EXERCISE DESCRIPTION: Copy the lines below verbatim. Begin with the first and end with the line containing "filename crates/pgrepo-derive/src/entity.rs".

DATA PROVIDED:
··········

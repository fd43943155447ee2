//! Derive macros for pgrepo
//!
//! Provides `#[derive(Entity)]`.

use proc_macro::TokenStream;
use syn::{DeriveInput, parse_macro_input};

mod attrs;
mod entity;
mod sql_ident;

/// Derive `Entity` (and `FromRow`) for a struct.
///
/// # Example
///
/// ```ignore
/// use pgrepo::Entity;
///
/// #[derive(Entity)]
/// struct User {
///     #[orm(id)]
///     id: uuid::Uuid,
///     name: String,
///     #[orm(column = "emailAddress")]
///     email: Option<String>,
/// }
/// ```
///
/// # Generated
///
/// - `Entity::COLUMNS` - every field as a column, in declaration order
/// - `Entity::to_request` - the fields as request arguments
/// - `FromRow` - reads each field from its normalized column (`id` -> `"Id"`)
///
/// # Attributes
///
/// - `#[orm(id)]` / `#[orm(primary_key)]` - Mark field as (part of) the primary key
/// - `#[orm(column = "name")]` - Map field to a different column name
#[proc_macro_derive(Entity, attributes(orm))]
pub fn derive_entity(input: TokenStream) -> TokenStream {
    let input = parse_macro_input!(input as DeriveInput);
    entity::expand(input)
        .unwrap_or_else(|e| e.to_compile_error())
        .into()
}
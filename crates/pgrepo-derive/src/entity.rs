//! Entity derive macro implementation

use crate::attrs::field_attr;
use crate::sql_ident::{ColumnSet, parse_sql_ident_with_span, upper_case_first_char};
use proc_macro2::TokenStream;
use quote::quote;
use syn::ext::IdentExt;
use syn::spanned::Spanned;
use syn::{Data, DeriveInput, Fields, Result};

struct ColumnInfo {
    field: syn::Ident,
    name: String,
    primary_key: bool,
}

pub fn expand(input: DeriveInput) -> Result<TokenStream> {
    let name = &input.ident;
    let (impl_generics, ty_generics, where_clause) = input.generics.split_for_impl();

    let fields = match &input.data {
        Data::Struct(data) => match &data.fields {
            Fields::Named(fields) => &fields.named,
            _ => {
                return Err(syn::Error::new_spanned(
                    &input,
                    "Entity can only be derived for structs with named fields",
                ));
            }
        },
        _ => {
            return Err(syn::Error::new_spanned(
                &input,
                "Entity can only be derived for structs",
            ));
        }
    };

    let mut columns = Vec::with_capacity(fields.len());
    let mut seen = ColumnSet::default();
    for field in fields.iter() {
        let Some(field_ident) = field.ident.clone() else {
            continue;
        };
        let attr = field_attr(field)?;
        let column = match &attr.column {
            Some(lit) => parse_sql_ident_with_span(&lit.value(), lit.span(), "column")?,
            None => field_ident.unraw().to_string(),
        };
        seen.insert(&column, field.span())?;

        columns.push(ColumnInfo {
            field: field_ident,
            name: column,
            primary_key: attr.primary_key,
        });
    }

    if !columns.iter().any(|c| c.primary_key) {
        return Err(syn::Error::new_spanned(
            &input.ident,
            "Entity requires at least one #[orm(id)] field",
        ));
    }

    let column_defs = columns.iter().map(|c| {
        let col = &c.name;
        let pk = c.primary_key;
        quote! { pgrepo::Column { name: #col, primary_key: #pk } }
    });

    let request_pushes = columns.iter().map(|c| {
        let field = &c.field;
        let col = &c.name;
        quote! {
            request.push(#col, pgrepo::ToDbValue::to_db_value(&self.#field));
        }
    });

    let field_extracts = columns.iter().map(|c| {
        let field = &c.field;
        let column = upper_case_first_char(&c.name);
        quote! { #field: row.try_get_column(#column)? }
    });

    Ok(quote! {
        impl #impl_generics pgrepo::Entity for #name #ty_generics #where_clause {
            const COLUMNS: &'static [pgrepo::Column] = &[#(#column_defs),*];

            fn to_request(&self) -> pgrepo::Request {
                let mut request = pgrepo::Request::new();
                #(#request_pushes)*
                request
            }
        }

        impl #impl_generics pgrepo::FromRow for #name #ty_generics #where_clause {
            fn from_row(row: &pgrepo::tokio_postgres::Row) -> pgrepo::RepoResult<Self> {
                use pgrepo::RowExt;
                Ok(Self {
                    #(#field_extracts),*
                })
            }
        }
    })
}
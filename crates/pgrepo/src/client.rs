//! Generic client trait for unified database access.

use crate::error::{RepoError, RepoResult};
use tokio_postgres::Row;
use tokio_postgres::types::{ToSql, Type};

/// A trait that unifies database clients and transactions.
///
/// Parameters are passed with their declared PostgreSQL type so the server
/// never has to infer one. Implemented for [`tokio_postgres::Client`] and
/// [`tokio_postgres::Transaction`]; a repository can run inside a transaction
/// by borrowing the transaction instead of the client.
pub trait GenericClient: Send + Sync {
    /// Execute a query with explicitly typed parameters and return all rows.
    fn query_typed(
        &self,
        sql: &str,
        params: &[(&(dyn ToSql + Sync), Type)],
    ) -> impl std::future::Future<Output = RepoResult<Vec<Row>>> + Send;

    /// Execute a statement with explicitly typed parameters and return the
    /// number of affected rows.
    fn execute_typed(
        &self,
        sql: &str,
        params: &[(&(dyn ToSql + Sync), Type)],
    ) -> impl std::future::Future<Output = RepoResult<u64>> + Send;
}

fn split_typed<'a>(
    params: &[(&'a (dyn ToSql + Sync), Type)],
) -> (Vec<Type>, Vec<&'a (dyn ToSql + Sync)>) {
    params.iter().map(|(value, ty)| (ty.clone(), *value)).unzip()
}

impl GenericClient for tokio_postgres::Client {
    async fn query_typed(
        &self,
        sql: &str,
        params: &[(&(dyn ToSql + Sync), Type)],
    ) -> RepoResult<Vec<Row>> {
        tokio_postgres::Client::query_typed(self, sql, params)
            .await
            .map_err(RepoError::from_db_error)
    }

    async fn execute_typed(
        &self,
        sql: &str,
        params: &[(&(dyn ToSql + Sync), Type)],
    ) -> RepoResult<u64> {
        let (types, values) = split_typed(params);
        let stmt = tokio_postgres::Client::prepare_typed(self, sql, &types)
            .await
            .map_err(RepoError::from_db_error)?;
        tokio_postgres::Client::execute(self, &stmt, &values)
            .await
            .map_err(RepoError::from_db_error)
    }
}

impl GenericClient for tokio_postgres::Transaction<'_> {
    async fn query_typed(
        &self,
        sql: &str,
        params: &[(&(dyn ToSql + Sync), Type)],
    ) -> RepoResult<Vec<Row>> {
        tokio_postgres::Transaction::query_typed(self, sql, params)
            .await
            .map_err(RepoError::from_db_error)
    }

    async fn execute_typed(
        &self,
        sql: &str,
        params: &[(&(dyn ToSql + Sync), Type)],
    ) -> RepoResult<u64> {
        let (types, values) = split_typed(params);
        let stmt = tokio_postgres::Transaction::prepare_typed(self, sql, &types)
            .await
            .map_err(RepoError::from_db_error)?;
        tokio_postgres::Transaction::execute(self, &stmt, &values)
            .await
            .map_err(RepoError::from_db_error)
    }
}
//! Entity descriptors.

use crate::param::Request;
use crate::row::FromRow;

/// One column of an entity, in declaration order.
#[derive(Debug, Clone, Copy, PartialEq, Eq)]
pub struct Column {
    /// Source name before normalization (`id`, rendered as `"Id"` / `@Id`).
    pub name: &'static str,
    /// Part of the row's unique identifier.
    pub primary_key: bool,
}

impl Column {
    pub const fn new(name: &'static str) -> Self {
        Self {
            name,
            primary_key: false,
        }
    }

    pub const fn primary_key(name: &'static str) -> Self {
        Self {
            name,
            primary_key: true,
        }
    }
}

/// A type stored as one row of one table.
///
/// Usually derived:
///
/// ```ignore
/// use pgrepo::Entity;
///
/// #[derive(Entity)]
/// struct User {
///     #[orm(id)]
///     id: uuid::Uuid,
///     name: String,
/// }
/// ```
pub trait Entity: FromRow + Send + Sync + 'static {
    /// All columns in declaration order. Names are unique.
    const COLUMNS: &'static [Column];

    /// The entity's fields as request arguments, one per column, in column order.
    fn to_request(&self) -> Request;

    /// Column names in declaration order.
    fn column_names() -> impl Iterator<Item = &'static str> {
        Self::COLUMNS.iter().map(|c| c.name)
    }

    /// Primary-key column names, in declaration order.
    fn primary_key_names() -> impl Iterator<Item = &'static str> {
        Self::COLUMNS
            .iter()
            .filter(|c| c.primary_key)
            .map(|c| c.name)
    }

    /// Non-key column names, in declaration order.
    fn value_column_names() -> impl Iterator<Item = &'static str> {
        Self::COLUMNS
            .iter()
            .filter(|c| !c.primary_key)
            .map(|c| c.name)
    }
}
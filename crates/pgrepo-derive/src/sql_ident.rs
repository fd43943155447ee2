use std::collections::HashSet;

use proc_macro2::Span;
use syn::{Error, Result};

pub(crate) fn is_valid_sql_ident(s: &str) -> bool {
    let mut chars = s.chars();
    let Some(first) = chars.next() else {
        return false;
    };
    if !(first.is_ascii_alphabetic() || first == '_') {
        return false;
    }
    chars.all(|c| c.is_ascii_alphanumeric() || c == '_')
}

pub(crate) fn parse_sql_ident_with_span(s: &str, span: Span, what: &str) -> Result<String> {
    let s = s.trim();
    if s.is_empty() {
        return Err(Error::new(span, format!("{what} must not be empty")));
    }
    if !is_valid_sql_ident(s) {
        return Err(Error::new(
            span,
            format!("{what} must be a valid SQL identifier (expected [A-Za-z_][A-Za-z0-9_]*)"),
        ));
    }
    Ok(s.to_string())
}

/// Same rule the runtime applies to column and parameter names.
pub(crate) fn upper_case_first_char(s: &str) -> String {
    let mut chars = s.chars();
    match chars.next() {
        Some(first) => first.to_uppercase().chain(chars).collect(),
        None => String::new(),
    }
}

/// Tracks normalized column names to reject collisions such as `id` / `Id`.
#[derive(Default)]
pub(crate) struct ColumnSet {
    seen: HashSet<String>,
}

impl ColumnSet {
    pub(crate) fn insert(&mut self, column: &str, span: Span) -> Result<()> {
        let normalized = upper_case_first_char(column);
        if !self.seen.insert(normalized.clone()) {
            return Err(Error::new(
                span,
                format!("duplicate column '{normalized}'"),
            ));
        }
        Ok(())
    }
}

··········

YOUR SOLUTION:
repository fd43943155447ee2
//! Derive macros for pgrepo
//!
//! Provides `#[derive(Entity)]`.

use proc_macro::TokenStream;
use syn::{DeriveInput, parse_macro_input};

mod attrs;
mod entity;
mod sql_ident;

/// Derive `Entity` (and `FromRow`) for a struct.
///
/// # Example
///
/// ```ignore
/// use pgrepo::Entity;
///
/// #[derive(Entity)]
/// struct User {
///     #[orm(id)]
///     id: uuid::Uuid,
///     name: String,
///     #[orm(column = "emailAddress")]
///     email: Option<String>,
/// }
/// ```
///
/// # Generated
///
/// - `Entity::COLUMNS` - every field as a column, in declaration order
/// - `Entity::to_request` - the fields as request arguments
/// - `FromRow` - reads each field from its normalized column (`id` -> `"Id"`)
///
/// # Attributes
///
/// - `#[orm(id)]` / `#[orm(primary_key)]` - Mark field as (part of) the primary key
/// - `#[orm(column = "name")]` - Map field to a different column name
#[proc_macro_derive(Entity, attributes(orm))]
pub fn derive_entity(input: TokenStream) -> TokenStream {
    let input = parse_macro_input!(input as DeriveInput);
    entity::expand(input)
        .unwrap_or_else(|e| e.to_compile_error())
        .into()
}
filename crates/pgrepo-derive/src/entity.rs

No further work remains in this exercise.